The problem:
Scan the entries for lines with the word "authenticate", then copy those lines.

Stored data:
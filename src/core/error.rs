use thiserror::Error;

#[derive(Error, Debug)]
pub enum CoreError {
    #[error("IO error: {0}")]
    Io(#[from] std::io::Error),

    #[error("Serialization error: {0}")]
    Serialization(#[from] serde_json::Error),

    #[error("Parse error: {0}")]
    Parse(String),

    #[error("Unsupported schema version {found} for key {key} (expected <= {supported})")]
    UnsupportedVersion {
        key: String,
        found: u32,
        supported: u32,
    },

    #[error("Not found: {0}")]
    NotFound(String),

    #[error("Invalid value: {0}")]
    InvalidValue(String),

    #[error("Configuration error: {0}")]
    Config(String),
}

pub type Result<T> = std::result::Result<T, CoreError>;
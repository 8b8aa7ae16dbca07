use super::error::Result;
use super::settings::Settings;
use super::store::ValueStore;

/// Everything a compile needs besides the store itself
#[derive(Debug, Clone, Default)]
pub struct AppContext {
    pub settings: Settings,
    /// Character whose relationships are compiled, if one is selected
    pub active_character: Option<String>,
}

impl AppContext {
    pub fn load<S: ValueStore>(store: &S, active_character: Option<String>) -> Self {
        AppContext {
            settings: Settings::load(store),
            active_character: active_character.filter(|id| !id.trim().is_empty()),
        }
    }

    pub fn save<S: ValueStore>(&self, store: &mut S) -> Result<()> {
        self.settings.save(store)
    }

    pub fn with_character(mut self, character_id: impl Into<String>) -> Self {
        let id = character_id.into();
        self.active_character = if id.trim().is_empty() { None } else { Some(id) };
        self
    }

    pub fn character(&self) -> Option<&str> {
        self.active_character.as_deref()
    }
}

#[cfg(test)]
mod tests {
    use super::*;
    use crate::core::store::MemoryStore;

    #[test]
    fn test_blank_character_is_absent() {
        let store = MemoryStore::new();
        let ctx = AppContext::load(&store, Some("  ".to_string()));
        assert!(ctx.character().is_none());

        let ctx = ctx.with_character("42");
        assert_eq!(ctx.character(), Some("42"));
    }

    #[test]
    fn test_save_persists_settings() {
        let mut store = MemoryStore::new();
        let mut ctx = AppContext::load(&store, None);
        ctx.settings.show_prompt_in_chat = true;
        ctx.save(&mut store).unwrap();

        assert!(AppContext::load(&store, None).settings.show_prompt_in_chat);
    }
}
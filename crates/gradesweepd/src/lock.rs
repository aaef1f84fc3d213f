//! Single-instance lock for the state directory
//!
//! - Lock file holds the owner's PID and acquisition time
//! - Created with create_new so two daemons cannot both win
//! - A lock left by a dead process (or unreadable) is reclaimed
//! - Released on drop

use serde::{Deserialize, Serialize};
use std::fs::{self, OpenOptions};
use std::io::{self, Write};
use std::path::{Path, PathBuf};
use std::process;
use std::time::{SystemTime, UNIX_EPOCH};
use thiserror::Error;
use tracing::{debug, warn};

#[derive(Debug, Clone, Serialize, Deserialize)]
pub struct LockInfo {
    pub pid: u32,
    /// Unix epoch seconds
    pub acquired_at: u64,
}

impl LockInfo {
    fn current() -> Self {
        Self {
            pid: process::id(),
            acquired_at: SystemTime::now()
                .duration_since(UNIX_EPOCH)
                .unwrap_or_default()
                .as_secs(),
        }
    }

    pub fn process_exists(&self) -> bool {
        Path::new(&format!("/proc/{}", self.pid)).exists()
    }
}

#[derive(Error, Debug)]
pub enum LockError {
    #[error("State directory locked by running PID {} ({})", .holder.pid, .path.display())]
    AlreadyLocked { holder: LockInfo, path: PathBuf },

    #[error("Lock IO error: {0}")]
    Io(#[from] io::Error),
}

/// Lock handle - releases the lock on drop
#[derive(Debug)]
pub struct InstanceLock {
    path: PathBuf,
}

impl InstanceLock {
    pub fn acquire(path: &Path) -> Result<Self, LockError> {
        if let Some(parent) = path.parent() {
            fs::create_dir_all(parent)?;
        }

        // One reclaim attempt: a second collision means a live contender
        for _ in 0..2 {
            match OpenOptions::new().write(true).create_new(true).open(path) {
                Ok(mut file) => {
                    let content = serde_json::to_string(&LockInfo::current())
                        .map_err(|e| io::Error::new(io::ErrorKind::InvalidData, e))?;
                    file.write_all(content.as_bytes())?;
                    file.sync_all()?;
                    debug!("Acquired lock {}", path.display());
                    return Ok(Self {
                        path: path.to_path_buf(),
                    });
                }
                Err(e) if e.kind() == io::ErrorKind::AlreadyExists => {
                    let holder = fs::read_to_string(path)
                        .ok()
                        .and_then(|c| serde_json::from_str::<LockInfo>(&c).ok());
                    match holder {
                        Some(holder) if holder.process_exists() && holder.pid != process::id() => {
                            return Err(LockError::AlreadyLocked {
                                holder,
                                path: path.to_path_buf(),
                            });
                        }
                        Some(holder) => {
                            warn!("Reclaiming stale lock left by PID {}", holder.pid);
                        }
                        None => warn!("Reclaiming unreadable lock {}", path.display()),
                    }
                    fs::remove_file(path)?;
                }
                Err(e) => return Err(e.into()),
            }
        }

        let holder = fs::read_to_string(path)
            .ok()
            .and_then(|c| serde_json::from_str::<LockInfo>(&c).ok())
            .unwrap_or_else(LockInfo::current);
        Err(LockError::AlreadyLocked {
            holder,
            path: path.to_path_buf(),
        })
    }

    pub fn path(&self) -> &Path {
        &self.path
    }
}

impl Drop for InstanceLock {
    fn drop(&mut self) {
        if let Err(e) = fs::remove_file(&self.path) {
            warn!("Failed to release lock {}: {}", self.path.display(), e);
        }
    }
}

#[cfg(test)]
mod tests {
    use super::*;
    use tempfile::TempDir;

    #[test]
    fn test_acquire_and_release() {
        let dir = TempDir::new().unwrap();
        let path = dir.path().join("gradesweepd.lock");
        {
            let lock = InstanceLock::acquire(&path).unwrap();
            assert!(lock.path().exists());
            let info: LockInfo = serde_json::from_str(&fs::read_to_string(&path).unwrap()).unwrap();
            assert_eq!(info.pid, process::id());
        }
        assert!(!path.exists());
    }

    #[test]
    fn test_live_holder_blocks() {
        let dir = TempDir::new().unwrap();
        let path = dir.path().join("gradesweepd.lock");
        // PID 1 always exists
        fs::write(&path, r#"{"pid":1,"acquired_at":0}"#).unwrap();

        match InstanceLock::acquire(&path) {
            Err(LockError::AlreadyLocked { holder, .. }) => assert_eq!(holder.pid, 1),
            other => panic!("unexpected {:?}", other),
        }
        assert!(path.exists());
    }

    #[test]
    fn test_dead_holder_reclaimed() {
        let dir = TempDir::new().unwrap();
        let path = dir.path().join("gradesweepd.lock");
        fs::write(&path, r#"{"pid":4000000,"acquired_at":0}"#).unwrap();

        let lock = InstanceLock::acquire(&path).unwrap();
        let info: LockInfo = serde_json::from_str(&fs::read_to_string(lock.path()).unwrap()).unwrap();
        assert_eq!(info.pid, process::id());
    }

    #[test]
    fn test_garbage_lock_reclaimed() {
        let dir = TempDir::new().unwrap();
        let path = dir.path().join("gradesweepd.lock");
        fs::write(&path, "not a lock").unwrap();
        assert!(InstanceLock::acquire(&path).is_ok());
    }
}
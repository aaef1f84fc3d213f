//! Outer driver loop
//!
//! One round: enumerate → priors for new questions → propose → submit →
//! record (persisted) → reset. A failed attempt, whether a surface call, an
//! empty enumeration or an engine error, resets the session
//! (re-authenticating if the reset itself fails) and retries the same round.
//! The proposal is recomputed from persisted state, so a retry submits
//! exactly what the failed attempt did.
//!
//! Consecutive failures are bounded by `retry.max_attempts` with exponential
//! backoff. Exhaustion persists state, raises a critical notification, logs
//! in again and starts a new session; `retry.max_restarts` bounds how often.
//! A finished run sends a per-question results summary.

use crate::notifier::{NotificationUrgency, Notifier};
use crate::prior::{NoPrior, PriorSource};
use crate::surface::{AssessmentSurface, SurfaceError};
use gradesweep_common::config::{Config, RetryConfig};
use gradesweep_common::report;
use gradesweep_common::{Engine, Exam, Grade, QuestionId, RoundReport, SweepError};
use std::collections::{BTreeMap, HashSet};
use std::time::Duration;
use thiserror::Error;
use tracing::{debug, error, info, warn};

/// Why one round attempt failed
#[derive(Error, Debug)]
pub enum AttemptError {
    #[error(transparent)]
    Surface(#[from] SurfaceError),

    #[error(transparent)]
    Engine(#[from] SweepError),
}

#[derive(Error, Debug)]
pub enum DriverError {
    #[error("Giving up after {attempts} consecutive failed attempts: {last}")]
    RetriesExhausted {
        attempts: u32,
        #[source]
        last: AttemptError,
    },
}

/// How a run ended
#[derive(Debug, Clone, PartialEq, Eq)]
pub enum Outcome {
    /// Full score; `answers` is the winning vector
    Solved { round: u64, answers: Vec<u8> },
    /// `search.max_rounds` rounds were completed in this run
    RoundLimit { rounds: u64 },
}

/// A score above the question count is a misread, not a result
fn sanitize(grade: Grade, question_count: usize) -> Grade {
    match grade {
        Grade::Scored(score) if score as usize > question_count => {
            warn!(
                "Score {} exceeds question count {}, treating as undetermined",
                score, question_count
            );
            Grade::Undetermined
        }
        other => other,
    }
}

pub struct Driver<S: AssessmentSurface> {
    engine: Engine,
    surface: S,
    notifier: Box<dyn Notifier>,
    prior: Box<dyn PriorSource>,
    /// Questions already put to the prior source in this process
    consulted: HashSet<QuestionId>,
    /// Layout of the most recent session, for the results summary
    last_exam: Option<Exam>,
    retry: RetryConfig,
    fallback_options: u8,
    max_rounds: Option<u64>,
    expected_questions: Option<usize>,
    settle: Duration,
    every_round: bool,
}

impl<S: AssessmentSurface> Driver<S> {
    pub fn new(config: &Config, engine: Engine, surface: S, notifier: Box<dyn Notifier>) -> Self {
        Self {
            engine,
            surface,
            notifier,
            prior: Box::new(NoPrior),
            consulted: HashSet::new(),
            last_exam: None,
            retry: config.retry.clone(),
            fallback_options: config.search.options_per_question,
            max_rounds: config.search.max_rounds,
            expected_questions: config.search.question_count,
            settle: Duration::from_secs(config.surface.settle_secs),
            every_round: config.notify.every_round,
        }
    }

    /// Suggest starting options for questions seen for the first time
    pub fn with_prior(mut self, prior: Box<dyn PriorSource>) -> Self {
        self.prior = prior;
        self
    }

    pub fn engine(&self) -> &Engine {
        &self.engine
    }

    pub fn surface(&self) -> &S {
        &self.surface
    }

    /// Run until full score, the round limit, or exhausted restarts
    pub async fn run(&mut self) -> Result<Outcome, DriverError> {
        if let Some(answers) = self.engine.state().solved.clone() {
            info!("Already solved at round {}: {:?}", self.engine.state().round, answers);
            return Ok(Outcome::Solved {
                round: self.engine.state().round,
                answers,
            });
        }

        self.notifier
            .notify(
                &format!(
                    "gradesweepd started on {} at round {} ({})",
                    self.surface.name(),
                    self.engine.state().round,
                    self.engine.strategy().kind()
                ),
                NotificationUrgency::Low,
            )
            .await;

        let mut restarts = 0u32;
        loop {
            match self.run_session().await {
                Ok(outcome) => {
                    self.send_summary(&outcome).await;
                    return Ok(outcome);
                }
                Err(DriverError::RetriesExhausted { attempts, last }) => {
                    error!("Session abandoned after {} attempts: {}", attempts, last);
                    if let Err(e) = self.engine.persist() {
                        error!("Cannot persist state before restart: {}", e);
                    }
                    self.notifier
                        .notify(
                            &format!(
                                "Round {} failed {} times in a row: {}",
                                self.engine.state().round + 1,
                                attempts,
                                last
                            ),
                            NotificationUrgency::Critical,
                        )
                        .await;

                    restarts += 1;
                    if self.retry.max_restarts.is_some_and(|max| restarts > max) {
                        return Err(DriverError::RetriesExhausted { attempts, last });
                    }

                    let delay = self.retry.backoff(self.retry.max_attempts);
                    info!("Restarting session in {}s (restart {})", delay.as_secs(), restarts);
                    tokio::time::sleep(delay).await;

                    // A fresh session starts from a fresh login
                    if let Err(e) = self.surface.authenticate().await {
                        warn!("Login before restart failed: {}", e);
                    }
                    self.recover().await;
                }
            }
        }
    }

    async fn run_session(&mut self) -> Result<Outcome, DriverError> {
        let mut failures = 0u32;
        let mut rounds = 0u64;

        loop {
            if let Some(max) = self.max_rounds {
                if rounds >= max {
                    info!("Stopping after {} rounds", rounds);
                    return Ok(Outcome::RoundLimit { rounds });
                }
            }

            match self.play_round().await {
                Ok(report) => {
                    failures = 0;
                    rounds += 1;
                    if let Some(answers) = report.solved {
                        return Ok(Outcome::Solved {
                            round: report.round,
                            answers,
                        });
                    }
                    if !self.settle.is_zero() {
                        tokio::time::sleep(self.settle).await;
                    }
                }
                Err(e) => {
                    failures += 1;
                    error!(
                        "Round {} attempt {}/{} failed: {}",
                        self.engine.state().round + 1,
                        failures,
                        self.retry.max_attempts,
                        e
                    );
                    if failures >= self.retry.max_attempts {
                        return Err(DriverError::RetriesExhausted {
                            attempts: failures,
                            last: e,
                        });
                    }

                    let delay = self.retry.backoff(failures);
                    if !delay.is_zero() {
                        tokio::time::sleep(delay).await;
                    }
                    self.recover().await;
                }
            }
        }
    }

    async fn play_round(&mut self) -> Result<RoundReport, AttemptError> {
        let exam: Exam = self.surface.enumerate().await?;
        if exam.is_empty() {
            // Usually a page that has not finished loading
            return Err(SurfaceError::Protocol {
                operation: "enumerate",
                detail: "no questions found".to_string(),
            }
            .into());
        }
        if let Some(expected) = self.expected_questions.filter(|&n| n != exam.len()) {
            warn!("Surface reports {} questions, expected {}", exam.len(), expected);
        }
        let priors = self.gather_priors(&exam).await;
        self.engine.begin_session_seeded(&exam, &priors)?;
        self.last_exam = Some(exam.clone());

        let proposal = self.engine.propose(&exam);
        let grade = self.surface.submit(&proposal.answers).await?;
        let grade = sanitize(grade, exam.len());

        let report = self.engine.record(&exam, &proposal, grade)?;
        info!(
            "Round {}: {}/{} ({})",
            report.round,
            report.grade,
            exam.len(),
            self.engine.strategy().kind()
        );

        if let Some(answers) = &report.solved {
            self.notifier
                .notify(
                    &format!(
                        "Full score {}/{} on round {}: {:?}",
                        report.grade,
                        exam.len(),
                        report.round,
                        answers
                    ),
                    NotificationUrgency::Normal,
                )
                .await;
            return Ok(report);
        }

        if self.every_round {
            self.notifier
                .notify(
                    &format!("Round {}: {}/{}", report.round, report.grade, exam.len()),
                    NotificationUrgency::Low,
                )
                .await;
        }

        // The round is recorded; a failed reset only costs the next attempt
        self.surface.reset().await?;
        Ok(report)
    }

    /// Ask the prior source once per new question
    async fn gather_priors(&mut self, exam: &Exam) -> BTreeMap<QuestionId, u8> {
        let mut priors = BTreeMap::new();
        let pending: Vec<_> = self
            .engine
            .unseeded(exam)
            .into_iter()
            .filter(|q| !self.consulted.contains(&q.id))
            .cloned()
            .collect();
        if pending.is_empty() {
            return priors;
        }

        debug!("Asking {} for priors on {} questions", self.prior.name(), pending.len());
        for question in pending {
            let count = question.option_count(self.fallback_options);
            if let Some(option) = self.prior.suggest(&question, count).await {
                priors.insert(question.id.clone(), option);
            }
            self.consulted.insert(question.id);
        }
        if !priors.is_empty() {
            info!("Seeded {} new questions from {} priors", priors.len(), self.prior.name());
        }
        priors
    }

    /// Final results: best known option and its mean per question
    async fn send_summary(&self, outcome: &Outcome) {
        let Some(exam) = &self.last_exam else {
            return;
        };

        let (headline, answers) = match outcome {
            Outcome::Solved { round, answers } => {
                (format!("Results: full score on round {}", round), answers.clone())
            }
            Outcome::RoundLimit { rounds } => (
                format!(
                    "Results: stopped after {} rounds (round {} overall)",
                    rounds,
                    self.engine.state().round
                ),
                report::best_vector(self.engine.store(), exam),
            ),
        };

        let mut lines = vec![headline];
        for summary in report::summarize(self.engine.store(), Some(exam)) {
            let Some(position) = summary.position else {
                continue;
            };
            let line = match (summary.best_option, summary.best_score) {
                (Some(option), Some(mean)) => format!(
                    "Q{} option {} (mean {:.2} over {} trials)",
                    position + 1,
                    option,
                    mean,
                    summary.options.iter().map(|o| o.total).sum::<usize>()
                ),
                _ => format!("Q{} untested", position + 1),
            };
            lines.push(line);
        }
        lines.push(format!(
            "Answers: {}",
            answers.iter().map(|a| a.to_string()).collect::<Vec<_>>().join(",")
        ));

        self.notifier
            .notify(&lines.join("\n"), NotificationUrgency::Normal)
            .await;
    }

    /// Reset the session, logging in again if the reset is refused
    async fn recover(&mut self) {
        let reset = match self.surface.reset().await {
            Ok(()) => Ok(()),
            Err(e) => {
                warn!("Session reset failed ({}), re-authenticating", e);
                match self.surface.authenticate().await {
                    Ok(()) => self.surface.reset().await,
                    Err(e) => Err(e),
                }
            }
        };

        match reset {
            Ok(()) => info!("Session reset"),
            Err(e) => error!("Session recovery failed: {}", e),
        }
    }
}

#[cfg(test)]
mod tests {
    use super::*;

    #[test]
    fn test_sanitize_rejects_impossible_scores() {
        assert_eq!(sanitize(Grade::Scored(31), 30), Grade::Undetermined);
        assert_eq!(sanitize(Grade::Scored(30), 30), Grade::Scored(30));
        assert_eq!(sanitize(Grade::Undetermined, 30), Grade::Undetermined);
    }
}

Answer box:
                    if let Err(e) = self.surface.authenticate().await {
                match self.surface.authenticate().await {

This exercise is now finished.